The Process behind Michael Connelly’s Mickey Haller

The Process behind Michael Connelly’s Mickey Haller

Call this an admission, even a confession.In lines that became classic the moment they reached their first readers, Michael Connelly began The Brass Verdict with his protagonist, Mickey Haller, asserting: “Everybody lies. Cops lie. Lawyers lie. Witnesses lie. The victims lie. A trial is a contest of lies.” The setup for these claims appeared at the end of The Lincoln Lawyer: “I don’t know where I will go or what cases will be mine. I just know I will be healed and ready to stand once again in the world without truth.”Before I go further, I’ll confess that I’m not sure I would have gotten published had I not read and analyzed the construction and role in the story of the carwash scene in Connelly’s Harry Bosch novel, City of Bones. It represents a pattern in which Connelly establishes that certain tensions are inherent in a situation and then exploits them. Sometimes enacting them on the page—as in the chaos that erupts in this scene—and sometimes leaving them in his characters’ and, therefore, in his readers’ minds. I’ll admit it was a struggle to do this analysis for during the early years of my career when I was investigating street crimes, I made many visits to carwashes searching for witnesses, as Bosch does here, but chaos never erupted. A little slinking away, some averted faces, and lots of lying, but never chaos.From the perspective of a former investigator, Connelly is among the most insightful and knowledgeable of crime writers for the tensions he displays are always authentic, grounded in reality, not artificially imposed. No investigator ever visited a carwash populated by ex-cons and sometime gang members without at least a flicker of concern that he or she might have to fight somebody.

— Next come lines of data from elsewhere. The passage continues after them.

impl TraceAnalysis {
    /// Creates the statistics analysis: totals and event-type sub-stores
    /// feeding the category segment resolver.
    pub fn new(id: impl Into<String>) -> Self {
        Self::with_components(
            id,
            vec![Box::new(TotalsProvider), Box::new(EventTypesProvider)],
            EventTypesProvider::STORE_ID,
            Box::new(CategorySegmentResolver),
        )
    }

    /// Creates an analysis around custom evaluation collaborators.
    ///
    /// `segment_input` names the sub-store handed to the segment stage
    /// once the state-system stage has initialized.
    pub fn with_components(
        id: impl Into<String>,
        providers: Vec<Box<dyn StateProvider>>,
        segment_input: &str,
        resolver: Box<dyn SegmentResolver>,
    ) -> Self {
        let id = id.into();
        let state_builder = StateSystemBuilder::new(id.clone());
        for provider in providers {
            state_builder.add_provider(provider);
        }
        state_builder.set_name(format!("{id}{STATE_SYSTEM_SUFFIX}").as_str());

        let segment_builder = SegmentStoreBuilder::new(id.clone());
        segment_builder.set_resolver(resolver);
        segment_builder.set_name(format!("{id}{SEGMENT_STORE_SUFFIX}").as_str());

        Self {
            name: Mutex::new(id.clone()),
            id: Mutex::new(id),
            trace: Mutex::new(None),
            supplementary: Mutex::new(None),
            state_builder,
            segment_builder,
            segment_input: Mutex::new(segment_input.to_string()),
            ready: InitLatch::new(),
            completion: InitLatch::new(),
            state: Mutex::new(BuildState::NotStarted),
            monitor: CancellationMonitor::new(),
            launched: AtomicBool::new(false),
            worker: Mutex::new(None),
            disposed: AtomicBool::new(false),
        }
    }

    /// Analysis id, the stem of both artifact files.
    pub fn id(&self) -> String {
        self.id.lock().clone()
    }

    /// Sets the analysis id and propagates it to both stages.
    pub fn set_id(&self, id: &str) {
        *self.id.lock() = id.to_string();
        self.state_builder.set_id(id);
        self.segment_builder.set_id(id);
    }

    /// Analysis display name.
    pub fn name(&self) -> String {
        self.name.lock().clone()
    }

    /// Sets the display name; stage names are derived with fixed suffixes
    /// so diagnostics stay traceable to this analysis.
    pub fn set_name(&self, name: &str) {
        *self.name.lock() = name.to_string();
        self.state_builder.set_name(&format!("{name}{STATE_SYSTEM_SUFFIX}"));
        self.segment_builder.set_name(&format!("{name}{SEGMENT_STORE_SUFFIX}"));
    }

    /// Binds the trace to this analysis and both stages.
    pub fn set_trace(&self, trace: Arc<dyn EventSource>) {
        self.segment_builder.set_trace(Arc::clone(&trace));
        self.state_builder.set_trace(Arc::clone(&trace));
        *self.trace.lock() = Some(trace);
    }

    /// The bound trace, if any.
    pub fn trace(&self) -> Option<Arc<dyn EventSource>> {
        self.trace.lock().clone()
    }

    /// Configures where supplementary artifacts live.
    pub fn set_supplementary(&self, files: SupplementaryFiles) {
        *self.supplementary.lock() = Some(files);
    }

    /// Runs the analysis on a background thread; synchronous acceptance
    /// mirrors the stage builders' rules.
    pub fn schedule(self: &Arc<Self>) -> ScheduleResult {
        if self.disposed.load(Ordering::Acquire) {
            return Err(ScheduleError::Disposed(self.id()));
        }
        {
            let mut state = self.state.lock();
            match *state {
                BuildState::NotStarted => {}
                BuildState::Initializing | BuildState::Built => return Ok(()),
                BuildState::Cancelled | BuildState::Failed => {
                    return Err(ScheduleError::Terminated(self.id()));
                }
            }
            if self.trace.lock().is_none() {
                return Err(ScheduleError::NoTrace(self.id()));
            }
            *state = BuildState::Initializing;
        }
        let this = Arc::clone(self);
        *self.worker.lock() = Some(thread::spawn(move || {
            this.execute(None);
        }));
        Ok(())
    }

    /// Executes the full orchestration sequence on the calling thread.
    ///
    /// Resolves the readiness latch (phase A) as soon as coarse queries can
    /// be answered, then blocks until both stages fully completed. Returns
    /// true only for full completion. Every expected failure is folded into
    /// a failed readiness outcome; the one exception is a missing store
    /// handle after a successful initialization, which is a programming
    /// invariant violation and panics.
    pub fn execute(&self, monitor: Option<&dyn Monitor>) -> bool {
        if self.launched.swap(true, Ordering::AcqRel) {
            // Re-entry joins the in-flight run instead of re-executing.
            return self.wait_for_completion(monitor);
        }
        {
            let mut state = self.state.lock();
            if *state == BuildState::NotStarted {
                *state = BuildState::Initializing;
            } else if state.is_terminal() {
                return *state == BuildState::Built;
            }
        }

        let Some(trace) = self.trace.lock().clone() else {
            return self.finish_failed("no trace bound to the analysis");
        };
        let Some(files) = self.supplementary.lock().clone() else {
            return self.finish_failed("no supplementary storage configured");
        };
        let dir = match files.trace_dir(trace.name()) {
            Ok(dir) => dir,
            Err(error) => {
                return self.finish_failed(&format!("supplementary directory unavailable: {error}"));
            }
        };
        let id = self.id();
        let state_system_file = SupplementaryFiles::state_system_file(&dir, &id);
        let segment_store_file = SupplementaryFiles::segment_store_file(&dir, &id);

        // A state-system artifact paired with a missing or stale segment
        // store must not be served; drop both so the stages rebuild
        // consistently.
        if !artifact::is_reusable(&segment_store_file, artifact::SEGMENT_STORE_MAGIC) {
            if segment_store_file.exists() || state_system_file.exists() {
                info!(analysis = %id, "segment store artifact is stale, invalidating paired state system");
            }
            if let Err(error) = artifact::invalidate(&state_system_file) {
                warn!(%error, "could not invalidate state system artifact");
            }
            if let Err(error) = artifact::invalidate(&segment_store_file) {
                warn!(%error, "could not invalidate segment store artifact");
            }
        }
        self.state_builder.set_artifact_path(state_system_file);
        self.segment_builder.set_artifact_path(segment_store_file);

        if self.observed_cancellation(monitor) {
            return self.finish_cancelled();
        }

        let segment_status = self.segment_builder.schedule();
        let state_status = self.state_builder.schedule();
        if segment_status.is_err() || state_status.is_err() {
            self.cancel_sub_analyses();
            return self.finish_failed("a sub-analysis rejected scheduling");
        }

        if !self.state_builder.wait_for_initialization() {
            self.cancel_sub_analyses();
            if self.observed_cancellation(monitor) {
                return self.finish_cancelled();
            }
            return self.finish_failed("state system initialization failed");
        }

        let input_id = self.segment_input.lock().clone();
        let Some(store) = self.state_builder.state_system(&input_id) else {
            self.ready.signal(false);
            panic!("initialization of the state system stage succeeded but sub-store `{input_id}` is absent");
        };
        self.segment_builder.set_input(Some(store));

        self.ready.signal(true);
        debug!(analysis = %id, "analysis is ready for queries");

        let state_done = self.state_builder.wait_for_completion(monitor);
        let segment_done = self.segment_builder.wait_for_completion(monitor);
        let done = state_done && segment_done;

        let outcome = if done {
            BuildState::Built
        } else if self.monitor.is_cancelled()
            || self.state_builder.is_cancelled()
            || self.segment_builder.is_cancelled()
        {
            BuildState::Cancelled
        } else {
            BuildState::Failed
        };
        *self.state.lock() = outcome;
        self.completion.signal(done);
        info!(analysis = %id, ?outcome, "analysis finished");
        done
    }

    /// Blocks until the readiness barrier resolves; true when coarse
    /// queries may proceed. All waiters observe the same outcome.
    pub fn wait_for_initialization(&self) -> bool {
        self.ready.wait()
    }

    /// Blocks until the analysis and both stages fully completed; a
    /// cancelled `monitor` is propagated into the stages.
    pub fn wait_for_completion(&self, monitor: Option<&dyn Monitor>) -> bool {
        let own = loop {
            if let Some(outcome) = self.completion.wait_timeout(POLL_INTERVAL) {
                break outcome;
            }
            if let Some(monitor) = monitor {
                if monitor.is_cancelled() {
                    self.cancel();
                }
            }
        };
        own && self.state_builder.wait_for_completion(monitor)
            && self.segment_builder.wait_for_completion(monitor)
    }

    /// Requests cancellation of the whole analysis; both stages are
    /// cancelled. Safe at any point of the sequence, including before
    /// scheduling.
    pub fn cancel(&self) {
        self.monitor.cancel(None);
        self.cancel_sub_analyses();
        let mut state = self.state.lock();
        if *state == BuildState::NotStarted {
            *state = BuildState::Cancelled;
            self.ready.signal(false);
            self.completion.signal(false);
        }
    }

    /// Whether the analysis terminated through cancellation.
    pub fn is_cancelled(&self) -> bool {
        *self.state.lock() == BuildState::Cancelled
    }

    /// Current lifecycle state.
    pub fn current_state(&self) -> BuildState {
        *self.state.lock()
    }

    /// The state-system sub-store registered under `id`.
    pub fn state_system(&self, id: &str) -> Option<Arc<StateSystem>> {
        self.state_builder.state_system(id)
    }

    /// All state-system sub-stores.
    pub fn state_systems(&self) -> Vec<Arc<StateSystem>> {
        self.state_builder.state_systems()
    }

    /// The derived segment store, `None` before any segment exists.
    pub fn segment_store(&self) -> Option<Arc<SegmentStore>> {
        self.segment_builder.segment_store()
    }

    /// Registers a segment progress listener.
    pub fn add_listener(&self, listener: Arc<dyn SegmentListener>) -> ListenerId {
        self.segment_builder.add_listener(listener)
    }

    /// Removes a segment progress listener.
    pub fn remove_listener(&self, id: ListenerId) {
        self.segment_builder.remove_listener(id)
    }

    /// Diagnostic properties of the analysis and both stages, the stage
    /// entries prefixed with the stage kind.
    pub fn properties(&self) -> BTreeMap<String, String> {
        let mut properties = BTreeMap::new();
        properties.insert("id".to_string(), self.id());
        properties.insert("name".to_string(), self.name());
        properties.insert("state".to_string(), format!("{:?}", self.current_state()));
        if let Some(trace) = self.trace.lock().as_ref() {
            properties.insert("trace".to_string(), trace.name().to_string());
        }
        for (key, value) in self.state_builder.properties() {
            properties.insert(format!("state system {key}"), value);
        }
        for (key, value) in self.segment_builder.properties() {
            properties.insert(format!("segment store {key}"), value);
        }
        properties
    }

    /// Cancels everything, joins the orchestration thread and disposes
    /// both stages. Safe even when construction never started or failed
    /// midway.
    pub fn dispose(&self) {
        if self.disposed.swap(true, Ordering::AcqRel) {
            return;
        }
        self.cancel();
        if let Some(worker) = self.worker.lock().take() {
            let _ = worker.join();
        }
        self.state_builder.dispose();
        self.segment_builder.dispose();
        *self.trace.lock() = None;
    }

    fn cancel_sub_analyses(&self) {
        self.state_builder.cancel();
        self.segment_builder.cancel();
    }

    fn observed_cancellation(&self, monitor: Option<&dyn Monitor>) -> bool {
        self.monitor.is_cancelled() || monitor.is_some_and(|monitor| monitor.is_cancelled())
    }

    fn finish_failed(&self, reason: &str) -> bool {
        warn!(analysis = %self.id(), reason, "analysis readiness failed");
        self.ready.signal(false);
        *self.state.lock() = BuildState::Failed;
        self.completion.signal(false);
        false
    }

    fn finish_cancelled(&self) -> bool {
        info!(analysis = %self.id(), "analysis cancelled");
        self.ready.signal(false);
        *self.state.lock() = BuildState::Cancelled;
        self.completion.signal(false);
        false
    }
}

The lesson of that scene for me was about establishing for the reader—and then exploiting—the potential for conflict and about not making fiction a reenactment of life, at least in that way.

Now back to Haller and his claims: Everybody lies . . . A trial is a contest of lies . . . stand once again in the world without truth.

Even though I know people who think these sorts of thoughts, I could not bring myself to put them in the mind of a protagonist I want a reader to care about. (I tried it in a short story and I’m not sure anyone understood what I was getting at.) That Connelly is able to accomplish this is stunning. And even if I had his writing talent, I have discovered that my imagination is too constrained by the particularities of my career to do it. Indeed, the power of Connelly’s writing and imagination is such that I’m about to have an argument with one of his characters!

The Haller lines, which I have no reason to believe are the views of Connelly himself and which Haller does not always act on, are at best only half truths: everybody lies, sometimes; a trial is not a contest of lies, though some are; and the world of the courtroom is not without truth, though falsehoods sometimes corrupt it. In fact, outside the fictional world within which disbelief is suspended, lies only succeed against a background of truth.

The world of the courtroom is no more without truth than the world beyond: The Twin Towers fell. Nicole Brown Simpson and Ronald Goldman are dead. In 1989 Aryan Brotherhood member Michael Shepherd admitted to me that he participated in killing Irish O’Farrell, a leader of the Hell’s Angels. Article VIII, Rule 801 of the Federal Rules Evidence deals with hearsay—all true statements, facts upon which we base our opinions and conclusions, our verdicts on the world.

In the typical criminal trial the defendant is, in fact, guilty of some or all of what he or she is charged with; the prosecutor presents to the jury evidence of that guilt; the defense argues that the witnesses are lying or mistaken and the forensic results are unreliable. Occasionally, a victim or a police officer will lie or will dupe a prosecutor into putting on false evidence; a prosecutor will knowingly put on false testimony and conceal exculpatory material from the defense; and a defense attorney will suborn perjury or attempt to intimidate a witness. But none of this justifies Haller’s blanket assertion that “A trial is a contest of lies.”

In truth, the ordinary trial displays a kind of ordinary heroism by all parties. They acknowledge the discoverability of facts and what Hannah Arendt called their coercive nature: that legal and moral consequences follow from them. And this remains the case even though prosecutors and defense attorneys sometimes employ rules of evidence to keep certain of those facts from coming before the court, judges and juries draw the wrong conclusions from the facts, and judges sometimes make mistakes of law.

It is certainly true that, with Haller, Connelly has captured an aspect of the American criminal justice system, that lies occasionally win out over facts and that false and contrived defenses sometime overcome true guilt. At the same time, I have never seen anyone who held that the world of the courtroom is without truth and that a trial is a contest of lies—or was willing to act as if these were true—serve anything close to justice. Nor do they serve the poor or the weak or the innocent. They only serve themselves—and convince others to call it justice. I’ve seen the damage they have done and have never been able to discover anything redeeming about them. My imagination remains constrained by that fact and my thinking focused on that damage, whether done by judges, prosecutors, defense attorneys, private investigators, or law enforcement officers. Which means I’ve always been and will always be on the side of Bosch in the City of Bones and never on the side of Haller anywhere.